Stored entries:
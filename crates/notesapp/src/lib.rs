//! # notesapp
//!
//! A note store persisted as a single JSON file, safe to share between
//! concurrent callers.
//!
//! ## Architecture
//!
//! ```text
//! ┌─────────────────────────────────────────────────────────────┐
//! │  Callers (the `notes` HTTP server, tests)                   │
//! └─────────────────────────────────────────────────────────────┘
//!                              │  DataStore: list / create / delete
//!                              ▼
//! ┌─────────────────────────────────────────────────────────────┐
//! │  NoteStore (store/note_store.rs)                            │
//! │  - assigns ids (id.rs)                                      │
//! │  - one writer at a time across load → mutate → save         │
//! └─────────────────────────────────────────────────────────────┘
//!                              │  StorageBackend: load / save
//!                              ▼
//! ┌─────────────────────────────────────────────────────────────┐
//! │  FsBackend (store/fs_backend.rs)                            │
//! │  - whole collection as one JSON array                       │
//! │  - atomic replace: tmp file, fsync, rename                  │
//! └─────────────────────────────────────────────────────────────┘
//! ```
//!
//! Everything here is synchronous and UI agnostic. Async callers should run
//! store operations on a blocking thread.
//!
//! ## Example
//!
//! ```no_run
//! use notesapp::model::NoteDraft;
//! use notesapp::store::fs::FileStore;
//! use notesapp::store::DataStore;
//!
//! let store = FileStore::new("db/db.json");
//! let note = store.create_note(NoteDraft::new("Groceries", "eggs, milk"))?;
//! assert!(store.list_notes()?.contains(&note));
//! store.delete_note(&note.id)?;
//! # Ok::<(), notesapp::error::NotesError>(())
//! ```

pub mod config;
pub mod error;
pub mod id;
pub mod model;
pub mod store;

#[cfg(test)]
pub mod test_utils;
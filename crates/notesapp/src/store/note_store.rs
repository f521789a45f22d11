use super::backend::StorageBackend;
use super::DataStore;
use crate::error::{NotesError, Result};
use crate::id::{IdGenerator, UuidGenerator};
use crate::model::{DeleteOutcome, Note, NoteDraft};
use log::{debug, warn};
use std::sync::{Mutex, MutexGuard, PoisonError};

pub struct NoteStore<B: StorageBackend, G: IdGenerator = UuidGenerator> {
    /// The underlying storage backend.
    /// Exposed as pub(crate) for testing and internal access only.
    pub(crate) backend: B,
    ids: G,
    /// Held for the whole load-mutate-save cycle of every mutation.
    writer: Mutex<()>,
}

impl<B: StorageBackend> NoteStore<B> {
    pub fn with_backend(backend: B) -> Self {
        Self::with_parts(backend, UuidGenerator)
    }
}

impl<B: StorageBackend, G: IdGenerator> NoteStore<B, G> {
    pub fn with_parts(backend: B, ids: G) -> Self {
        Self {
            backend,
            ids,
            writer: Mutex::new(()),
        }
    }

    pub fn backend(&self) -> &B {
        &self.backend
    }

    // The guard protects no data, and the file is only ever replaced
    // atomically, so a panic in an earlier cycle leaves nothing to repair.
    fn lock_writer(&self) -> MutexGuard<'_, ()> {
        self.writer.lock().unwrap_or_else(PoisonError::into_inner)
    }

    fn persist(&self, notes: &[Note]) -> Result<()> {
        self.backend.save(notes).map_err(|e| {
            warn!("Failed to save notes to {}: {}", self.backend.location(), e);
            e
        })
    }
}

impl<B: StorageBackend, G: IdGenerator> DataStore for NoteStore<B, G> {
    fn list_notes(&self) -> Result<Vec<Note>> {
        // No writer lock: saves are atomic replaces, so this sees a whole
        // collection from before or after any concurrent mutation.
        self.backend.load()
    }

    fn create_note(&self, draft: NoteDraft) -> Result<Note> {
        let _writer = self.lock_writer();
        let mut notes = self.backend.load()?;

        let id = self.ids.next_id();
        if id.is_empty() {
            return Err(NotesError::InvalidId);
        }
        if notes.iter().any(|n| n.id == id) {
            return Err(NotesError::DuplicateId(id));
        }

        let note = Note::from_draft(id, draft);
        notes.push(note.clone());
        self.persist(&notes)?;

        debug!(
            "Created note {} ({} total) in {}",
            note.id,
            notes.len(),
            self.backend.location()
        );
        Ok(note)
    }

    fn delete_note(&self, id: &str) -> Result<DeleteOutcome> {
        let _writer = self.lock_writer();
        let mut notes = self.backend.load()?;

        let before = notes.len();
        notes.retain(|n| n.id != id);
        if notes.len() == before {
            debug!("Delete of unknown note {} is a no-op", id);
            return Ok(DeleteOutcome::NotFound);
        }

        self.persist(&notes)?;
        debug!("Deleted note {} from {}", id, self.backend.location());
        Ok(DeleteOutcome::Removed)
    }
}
---
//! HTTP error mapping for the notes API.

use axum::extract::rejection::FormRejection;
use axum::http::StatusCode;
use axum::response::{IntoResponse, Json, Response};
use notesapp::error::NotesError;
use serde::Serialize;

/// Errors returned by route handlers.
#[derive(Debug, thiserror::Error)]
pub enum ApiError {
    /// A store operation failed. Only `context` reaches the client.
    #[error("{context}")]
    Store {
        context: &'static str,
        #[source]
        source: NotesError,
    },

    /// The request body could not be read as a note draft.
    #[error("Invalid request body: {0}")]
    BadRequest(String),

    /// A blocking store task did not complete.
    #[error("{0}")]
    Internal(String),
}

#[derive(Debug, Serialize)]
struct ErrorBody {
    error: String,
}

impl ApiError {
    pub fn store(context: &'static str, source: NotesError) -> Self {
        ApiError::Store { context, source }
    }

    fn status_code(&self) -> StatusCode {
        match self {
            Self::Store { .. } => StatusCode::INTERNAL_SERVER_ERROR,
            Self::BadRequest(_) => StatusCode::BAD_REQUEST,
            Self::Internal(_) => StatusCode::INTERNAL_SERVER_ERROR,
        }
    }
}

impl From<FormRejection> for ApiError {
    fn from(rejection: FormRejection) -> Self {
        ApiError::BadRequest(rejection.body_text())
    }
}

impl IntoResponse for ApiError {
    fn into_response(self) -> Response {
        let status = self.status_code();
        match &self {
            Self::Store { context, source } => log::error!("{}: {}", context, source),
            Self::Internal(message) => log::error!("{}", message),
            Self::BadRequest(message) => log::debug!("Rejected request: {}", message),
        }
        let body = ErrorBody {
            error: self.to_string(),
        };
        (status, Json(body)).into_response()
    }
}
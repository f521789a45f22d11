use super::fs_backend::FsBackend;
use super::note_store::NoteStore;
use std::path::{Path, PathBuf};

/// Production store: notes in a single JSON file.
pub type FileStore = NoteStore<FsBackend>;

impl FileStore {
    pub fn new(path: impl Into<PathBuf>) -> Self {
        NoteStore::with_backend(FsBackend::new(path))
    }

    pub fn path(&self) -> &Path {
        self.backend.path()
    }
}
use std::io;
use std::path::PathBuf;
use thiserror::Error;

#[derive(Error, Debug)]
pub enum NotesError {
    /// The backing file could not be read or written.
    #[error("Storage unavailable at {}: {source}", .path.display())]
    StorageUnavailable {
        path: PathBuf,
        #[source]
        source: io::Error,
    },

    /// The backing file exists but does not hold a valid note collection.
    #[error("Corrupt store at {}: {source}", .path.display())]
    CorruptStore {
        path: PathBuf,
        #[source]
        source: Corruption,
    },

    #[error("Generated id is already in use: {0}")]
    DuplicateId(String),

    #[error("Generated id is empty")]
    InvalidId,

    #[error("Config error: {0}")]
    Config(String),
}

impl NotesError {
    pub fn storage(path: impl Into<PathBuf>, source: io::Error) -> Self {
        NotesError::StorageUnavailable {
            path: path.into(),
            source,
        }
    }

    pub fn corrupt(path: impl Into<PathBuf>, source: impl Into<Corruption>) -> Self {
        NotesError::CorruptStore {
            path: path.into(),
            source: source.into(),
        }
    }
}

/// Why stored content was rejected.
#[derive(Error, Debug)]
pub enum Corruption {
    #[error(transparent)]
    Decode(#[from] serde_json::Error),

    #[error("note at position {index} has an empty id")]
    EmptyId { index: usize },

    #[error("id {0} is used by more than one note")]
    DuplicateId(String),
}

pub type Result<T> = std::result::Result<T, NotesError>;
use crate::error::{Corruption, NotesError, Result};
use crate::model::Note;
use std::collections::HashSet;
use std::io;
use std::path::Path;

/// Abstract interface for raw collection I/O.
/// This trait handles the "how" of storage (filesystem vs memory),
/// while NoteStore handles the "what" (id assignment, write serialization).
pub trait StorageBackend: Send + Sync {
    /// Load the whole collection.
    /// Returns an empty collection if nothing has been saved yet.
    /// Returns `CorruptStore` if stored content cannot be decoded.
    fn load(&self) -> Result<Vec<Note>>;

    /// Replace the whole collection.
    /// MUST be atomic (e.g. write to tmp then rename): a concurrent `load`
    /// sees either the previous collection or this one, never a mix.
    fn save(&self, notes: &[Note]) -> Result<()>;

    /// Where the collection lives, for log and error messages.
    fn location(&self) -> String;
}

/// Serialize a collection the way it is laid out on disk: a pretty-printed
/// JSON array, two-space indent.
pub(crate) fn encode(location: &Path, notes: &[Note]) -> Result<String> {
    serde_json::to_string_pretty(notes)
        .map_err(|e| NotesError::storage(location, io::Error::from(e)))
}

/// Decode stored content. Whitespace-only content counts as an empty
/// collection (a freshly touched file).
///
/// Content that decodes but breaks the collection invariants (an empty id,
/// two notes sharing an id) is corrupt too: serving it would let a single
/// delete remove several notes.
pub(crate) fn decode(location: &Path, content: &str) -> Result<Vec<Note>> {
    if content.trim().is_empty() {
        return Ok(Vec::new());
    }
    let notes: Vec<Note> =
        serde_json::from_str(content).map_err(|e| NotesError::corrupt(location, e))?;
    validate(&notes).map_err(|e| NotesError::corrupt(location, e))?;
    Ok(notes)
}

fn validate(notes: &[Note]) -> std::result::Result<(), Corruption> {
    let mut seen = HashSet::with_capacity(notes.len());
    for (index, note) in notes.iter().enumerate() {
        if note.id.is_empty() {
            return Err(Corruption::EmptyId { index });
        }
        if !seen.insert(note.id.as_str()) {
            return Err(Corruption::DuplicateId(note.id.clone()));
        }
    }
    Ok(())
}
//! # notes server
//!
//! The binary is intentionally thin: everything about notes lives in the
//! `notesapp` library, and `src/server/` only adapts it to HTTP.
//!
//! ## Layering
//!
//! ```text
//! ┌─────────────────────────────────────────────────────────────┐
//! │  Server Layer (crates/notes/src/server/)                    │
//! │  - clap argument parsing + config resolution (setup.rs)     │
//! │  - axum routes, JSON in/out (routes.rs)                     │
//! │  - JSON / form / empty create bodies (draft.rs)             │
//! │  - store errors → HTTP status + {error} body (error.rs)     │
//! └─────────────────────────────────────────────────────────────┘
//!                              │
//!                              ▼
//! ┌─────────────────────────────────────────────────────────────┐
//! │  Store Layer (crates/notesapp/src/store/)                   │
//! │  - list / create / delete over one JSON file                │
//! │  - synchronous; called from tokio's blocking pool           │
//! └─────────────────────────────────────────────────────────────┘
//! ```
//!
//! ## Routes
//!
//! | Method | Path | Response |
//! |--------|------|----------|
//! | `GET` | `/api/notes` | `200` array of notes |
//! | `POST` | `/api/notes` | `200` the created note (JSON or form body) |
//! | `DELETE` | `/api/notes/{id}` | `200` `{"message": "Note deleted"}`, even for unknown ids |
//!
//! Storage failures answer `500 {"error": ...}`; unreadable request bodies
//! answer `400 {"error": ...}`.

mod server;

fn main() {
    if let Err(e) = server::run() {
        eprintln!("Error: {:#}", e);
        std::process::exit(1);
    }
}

WHAT YOU WILL DO:
Return every line of the preceding records in which the word "rename" appears.

SOLUTION:
//! │  - atomic replace: tmp file, fsync, rename                  │
    /// MUST be atomic (e.g. write to tmp then rename): a concurrent `load`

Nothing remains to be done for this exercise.